* EXERCISE INSTRUCTIONS: Write out, from the entries below, exactly the lines that run between the lines holding "result of superseded" and "let call = ApiCall::new(|id: u32|", inclusive, and stop there.

* MATERIAL SHOWN:

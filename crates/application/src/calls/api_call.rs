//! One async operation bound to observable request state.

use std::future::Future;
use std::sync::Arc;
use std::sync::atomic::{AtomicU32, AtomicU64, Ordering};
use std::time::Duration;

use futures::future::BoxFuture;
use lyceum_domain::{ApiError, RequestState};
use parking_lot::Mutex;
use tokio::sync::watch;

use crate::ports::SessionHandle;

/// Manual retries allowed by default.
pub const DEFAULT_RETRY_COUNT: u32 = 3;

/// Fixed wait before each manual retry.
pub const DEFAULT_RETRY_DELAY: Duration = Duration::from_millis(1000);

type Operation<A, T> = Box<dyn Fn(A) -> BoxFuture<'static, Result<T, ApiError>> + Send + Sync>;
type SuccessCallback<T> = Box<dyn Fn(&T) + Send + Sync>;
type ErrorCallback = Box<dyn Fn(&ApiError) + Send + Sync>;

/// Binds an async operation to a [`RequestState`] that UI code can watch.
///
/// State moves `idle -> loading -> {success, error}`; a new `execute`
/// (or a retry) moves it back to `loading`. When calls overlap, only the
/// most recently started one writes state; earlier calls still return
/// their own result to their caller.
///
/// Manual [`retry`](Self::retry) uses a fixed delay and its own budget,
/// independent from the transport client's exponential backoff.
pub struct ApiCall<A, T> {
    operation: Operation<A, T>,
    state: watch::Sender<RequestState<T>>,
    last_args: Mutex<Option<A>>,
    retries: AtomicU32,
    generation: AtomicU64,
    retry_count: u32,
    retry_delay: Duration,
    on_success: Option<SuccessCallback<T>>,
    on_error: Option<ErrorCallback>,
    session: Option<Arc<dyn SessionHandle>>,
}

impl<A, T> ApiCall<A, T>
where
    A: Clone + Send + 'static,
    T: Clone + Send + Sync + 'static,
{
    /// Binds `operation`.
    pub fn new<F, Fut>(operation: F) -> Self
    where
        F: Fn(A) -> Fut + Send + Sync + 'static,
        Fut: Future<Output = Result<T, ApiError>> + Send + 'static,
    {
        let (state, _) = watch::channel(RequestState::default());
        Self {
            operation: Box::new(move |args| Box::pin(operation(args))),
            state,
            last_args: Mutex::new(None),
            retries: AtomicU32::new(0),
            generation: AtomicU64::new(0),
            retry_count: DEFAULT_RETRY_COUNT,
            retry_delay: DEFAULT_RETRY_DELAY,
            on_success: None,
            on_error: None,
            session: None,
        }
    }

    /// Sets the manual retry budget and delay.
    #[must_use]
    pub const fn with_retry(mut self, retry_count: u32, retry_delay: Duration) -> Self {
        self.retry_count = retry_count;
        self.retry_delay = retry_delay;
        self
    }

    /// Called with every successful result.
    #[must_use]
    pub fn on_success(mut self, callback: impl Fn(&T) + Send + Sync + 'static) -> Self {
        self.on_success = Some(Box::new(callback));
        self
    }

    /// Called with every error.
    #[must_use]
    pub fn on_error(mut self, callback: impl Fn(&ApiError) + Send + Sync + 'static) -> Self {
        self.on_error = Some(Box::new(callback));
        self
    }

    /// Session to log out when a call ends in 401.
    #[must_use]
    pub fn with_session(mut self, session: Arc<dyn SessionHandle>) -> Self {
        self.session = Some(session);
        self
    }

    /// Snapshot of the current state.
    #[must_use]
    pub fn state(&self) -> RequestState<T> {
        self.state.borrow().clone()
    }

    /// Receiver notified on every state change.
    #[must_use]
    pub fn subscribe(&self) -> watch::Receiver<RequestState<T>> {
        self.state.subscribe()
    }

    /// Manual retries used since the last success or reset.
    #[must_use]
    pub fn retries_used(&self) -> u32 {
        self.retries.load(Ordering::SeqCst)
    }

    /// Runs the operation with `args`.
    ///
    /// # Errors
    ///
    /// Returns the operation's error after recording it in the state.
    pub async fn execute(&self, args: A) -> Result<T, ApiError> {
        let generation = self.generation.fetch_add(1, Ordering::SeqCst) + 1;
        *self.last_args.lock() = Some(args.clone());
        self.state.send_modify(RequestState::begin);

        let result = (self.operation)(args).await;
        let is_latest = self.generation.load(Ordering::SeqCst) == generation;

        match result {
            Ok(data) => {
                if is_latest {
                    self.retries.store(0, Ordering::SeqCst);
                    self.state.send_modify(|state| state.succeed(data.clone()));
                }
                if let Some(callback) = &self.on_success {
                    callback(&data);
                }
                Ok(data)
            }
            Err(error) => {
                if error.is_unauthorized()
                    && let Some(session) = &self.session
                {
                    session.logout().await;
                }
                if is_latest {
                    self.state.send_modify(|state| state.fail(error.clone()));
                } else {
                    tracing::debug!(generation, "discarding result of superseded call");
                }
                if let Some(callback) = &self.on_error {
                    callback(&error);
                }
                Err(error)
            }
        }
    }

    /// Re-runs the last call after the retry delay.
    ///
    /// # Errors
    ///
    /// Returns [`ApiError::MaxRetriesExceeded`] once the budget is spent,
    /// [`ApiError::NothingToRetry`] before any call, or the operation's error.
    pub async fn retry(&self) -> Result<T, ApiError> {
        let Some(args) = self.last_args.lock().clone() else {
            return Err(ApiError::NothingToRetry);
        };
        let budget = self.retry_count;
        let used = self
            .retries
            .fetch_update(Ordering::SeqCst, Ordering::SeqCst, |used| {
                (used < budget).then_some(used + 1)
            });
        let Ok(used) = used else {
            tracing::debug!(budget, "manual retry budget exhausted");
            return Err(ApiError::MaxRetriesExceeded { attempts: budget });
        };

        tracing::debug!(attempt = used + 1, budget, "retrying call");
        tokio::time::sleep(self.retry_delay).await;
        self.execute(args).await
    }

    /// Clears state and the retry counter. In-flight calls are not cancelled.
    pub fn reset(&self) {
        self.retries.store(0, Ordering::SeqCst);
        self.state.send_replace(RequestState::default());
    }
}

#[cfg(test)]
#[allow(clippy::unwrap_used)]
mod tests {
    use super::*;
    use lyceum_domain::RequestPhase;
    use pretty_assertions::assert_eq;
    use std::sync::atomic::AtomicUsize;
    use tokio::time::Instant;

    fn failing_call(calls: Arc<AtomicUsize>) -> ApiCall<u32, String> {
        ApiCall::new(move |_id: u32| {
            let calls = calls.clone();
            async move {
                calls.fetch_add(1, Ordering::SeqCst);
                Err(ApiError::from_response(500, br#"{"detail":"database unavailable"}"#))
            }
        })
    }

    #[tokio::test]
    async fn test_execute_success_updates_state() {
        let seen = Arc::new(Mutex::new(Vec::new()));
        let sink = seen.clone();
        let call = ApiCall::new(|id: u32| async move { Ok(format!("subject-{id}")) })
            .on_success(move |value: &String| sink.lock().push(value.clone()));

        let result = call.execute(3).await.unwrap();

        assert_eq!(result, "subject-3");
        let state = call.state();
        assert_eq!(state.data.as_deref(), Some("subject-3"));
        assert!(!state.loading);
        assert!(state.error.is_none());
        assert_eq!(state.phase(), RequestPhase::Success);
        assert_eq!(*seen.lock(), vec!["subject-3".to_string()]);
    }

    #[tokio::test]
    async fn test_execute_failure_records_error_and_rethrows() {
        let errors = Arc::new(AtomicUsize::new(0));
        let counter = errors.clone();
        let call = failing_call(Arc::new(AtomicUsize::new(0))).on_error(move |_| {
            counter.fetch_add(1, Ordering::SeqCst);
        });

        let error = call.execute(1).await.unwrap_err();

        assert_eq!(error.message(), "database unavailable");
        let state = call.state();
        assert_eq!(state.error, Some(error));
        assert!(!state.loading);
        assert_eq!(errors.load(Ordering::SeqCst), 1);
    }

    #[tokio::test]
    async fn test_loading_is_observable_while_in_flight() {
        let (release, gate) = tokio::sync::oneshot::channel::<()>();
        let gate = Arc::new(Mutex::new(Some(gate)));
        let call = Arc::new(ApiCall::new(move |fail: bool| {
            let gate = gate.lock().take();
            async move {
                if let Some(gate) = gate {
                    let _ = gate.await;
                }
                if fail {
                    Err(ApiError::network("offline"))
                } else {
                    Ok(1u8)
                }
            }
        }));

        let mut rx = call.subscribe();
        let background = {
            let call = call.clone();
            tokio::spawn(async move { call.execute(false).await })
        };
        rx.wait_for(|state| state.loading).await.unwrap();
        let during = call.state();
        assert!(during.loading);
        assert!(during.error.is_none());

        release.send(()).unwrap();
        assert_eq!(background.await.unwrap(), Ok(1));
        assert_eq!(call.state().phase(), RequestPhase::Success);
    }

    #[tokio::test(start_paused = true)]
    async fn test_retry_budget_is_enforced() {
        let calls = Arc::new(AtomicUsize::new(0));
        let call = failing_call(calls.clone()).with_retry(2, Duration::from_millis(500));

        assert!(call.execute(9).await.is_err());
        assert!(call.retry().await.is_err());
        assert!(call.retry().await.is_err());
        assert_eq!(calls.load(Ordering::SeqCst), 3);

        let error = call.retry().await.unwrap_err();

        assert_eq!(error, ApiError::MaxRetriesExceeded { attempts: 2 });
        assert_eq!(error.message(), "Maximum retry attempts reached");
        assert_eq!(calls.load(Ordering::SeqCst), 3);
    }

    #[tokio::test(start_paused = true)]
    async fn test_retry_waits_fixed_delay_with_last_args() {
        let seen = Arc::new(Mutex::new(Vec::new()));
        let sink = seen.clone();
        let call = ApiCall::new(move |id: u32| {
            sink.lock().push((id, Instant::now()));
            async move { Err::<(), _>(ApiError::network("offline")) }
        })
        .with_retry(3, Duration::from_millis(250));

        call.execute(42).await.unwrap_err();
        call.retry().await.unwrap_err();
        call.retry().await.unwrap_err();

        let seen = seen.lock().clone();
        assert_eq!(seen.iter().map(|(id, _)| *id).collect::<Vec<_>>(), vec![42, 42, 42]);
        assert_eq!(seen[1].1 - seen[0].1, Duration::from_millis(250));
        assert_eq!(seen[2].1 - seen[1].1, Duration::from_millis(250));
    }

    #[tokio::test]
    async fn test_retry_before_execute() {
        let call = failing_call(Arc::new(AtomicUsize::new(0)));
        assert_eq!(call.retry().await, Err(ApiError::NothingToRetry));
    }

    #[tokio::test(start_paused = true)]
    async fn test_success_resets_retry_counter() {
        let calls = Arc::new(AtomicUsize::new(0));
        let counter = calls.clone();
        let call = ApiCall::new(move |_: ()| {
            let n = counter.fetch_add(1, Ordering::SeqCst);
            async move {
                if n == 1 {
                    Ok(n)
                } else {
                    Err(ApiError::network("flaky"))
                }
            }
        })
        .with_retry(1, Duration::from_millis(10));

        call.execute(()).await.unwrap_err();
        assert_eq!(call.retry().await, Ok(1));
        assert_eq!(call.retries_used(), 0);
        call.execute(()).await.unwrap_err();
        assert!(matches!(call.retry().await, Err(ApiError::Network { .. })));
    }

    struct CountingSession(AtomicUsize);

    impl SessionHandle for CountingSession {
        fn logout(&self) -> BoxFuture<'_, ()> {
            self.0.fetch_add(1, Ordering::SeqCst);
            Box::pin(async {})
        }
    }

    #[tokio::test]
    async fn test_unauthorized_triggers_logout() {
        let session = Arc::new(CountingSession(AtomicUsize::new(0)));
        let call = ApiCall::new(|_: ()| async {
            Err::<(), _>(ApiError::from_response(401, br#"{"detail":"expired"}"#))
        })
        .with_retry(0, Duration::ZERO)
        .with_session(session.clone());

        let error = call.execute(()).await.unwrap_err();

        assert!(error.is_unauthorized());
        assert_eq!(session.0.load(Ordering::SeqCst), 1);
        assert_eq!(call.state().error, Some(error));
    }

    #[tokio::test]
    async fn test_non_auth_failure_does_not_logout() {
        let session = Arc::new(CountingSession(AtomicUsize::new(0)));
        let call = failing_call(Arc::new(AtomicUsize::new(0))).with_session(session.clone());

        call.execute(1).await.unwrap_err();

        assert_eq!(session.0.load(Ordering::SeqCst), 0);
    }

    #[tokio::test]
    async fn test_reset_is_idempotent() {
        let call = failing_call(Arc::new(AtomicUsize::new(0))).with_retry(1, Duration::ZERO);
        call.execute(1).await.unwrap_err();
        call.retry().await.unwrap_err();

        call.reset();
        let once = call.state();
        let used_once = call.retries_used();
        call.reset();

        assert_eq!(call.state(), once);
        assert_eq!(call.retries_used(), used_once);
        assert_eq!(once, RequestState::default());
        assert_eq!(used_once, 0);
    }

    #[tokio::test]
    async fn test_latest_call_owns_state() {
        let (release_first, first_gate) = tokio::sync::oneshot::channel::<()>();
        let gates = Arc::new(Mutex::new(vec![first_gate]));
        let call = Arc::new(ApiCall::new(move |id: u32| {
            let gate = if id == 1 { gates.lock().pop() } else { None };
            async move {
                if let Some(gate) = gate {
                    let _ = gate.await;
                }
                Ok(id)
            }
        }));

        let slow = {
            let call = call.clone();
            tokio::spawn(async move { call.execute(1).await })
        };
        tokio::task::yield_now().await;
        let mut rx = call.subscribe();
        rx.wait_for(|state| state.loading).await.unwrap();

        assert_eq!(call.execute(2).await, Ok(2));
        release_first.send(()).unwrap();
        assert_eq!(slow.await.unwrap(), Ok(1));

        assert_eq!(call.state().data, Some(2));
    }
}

* WORKED SOLUTION:
                    tracing::debug!(generation, "discarding result of superseded call");
                }
                if let Some(callback) = &self.on_error {
                    callback(&error);
                }
                Err(error)
            }
        }
    }

    /// Re-runs the last call after the retry delay.
    ///
    /// # Errors
    ///
    /// Returns [`ApiError::MaxRetriesExceeded`] once the budget is spent,
    /// [`ApiError::NothingToRetry`] before any call, or the operation's error.
    pub async fn retry(&self) -> Result<T, ApiError> {
        let Some(args) = self.last_args.lock().clone() else {
            return Err(ApiError::NothingToRetry);
        };
        let budget = self.retry_count;
        let used = self
            .retries
            .fetch_update(Ordering::SeqCst, Ordering::SeqCst, |used| {
                (used < budget).then_some(used + 1)
            });
        let Ok(used) = used else {
            tracing::debug!(budget, "manual retry budget exhausted");
            return Err(ApiError::MaxRetriesExceeded { attempts: budget });
        };

        tracing::debug!(attempt = used + 1, budget, "retrying call");
        tokio::time::sleep(self.retry_delay).await;
        self.execute(args).await
    }

    /// Clears state and the retry counter. In-flight calls are not cancelled.
    pub fn reset(&self) {
        self.retries.store(0, Ordering::SeqCst);
        self.state.send_replace(RequestState::default());
    }
}

#[cfg(test)]
#[allow(clippy::unwrap_used)]
mod tests {
    use super::*;
    use lyceum_domain::RequestPhase;
    use pretty_assertions::assert_eq;
    use std::sync::atomic::AtomicUsize;
    use tokio::time::Instant;

    fn failing_call(calls: Arc<AtomicUsize>) -> ApiCall<u32, String> {
        ApiCall::new(move |_id: u32| {
            let calls = calls.clone();
            async move {
                calls.fetch_add(1, Ordering::SeqCst);
                Err(ApiError::from_response(500, br#"{"detail":"database unavailable"}"#))
            }
        })
    }

    #[tokio::test]
    async fn test_execute_success_updates_state() {
        let seen = Arc::new(Mutex::new(Vec::new()));
        let sink = seen.clone();
        let call = ApiCall::new(|id: u32| async move { Ok(format!("subject-{id}")) })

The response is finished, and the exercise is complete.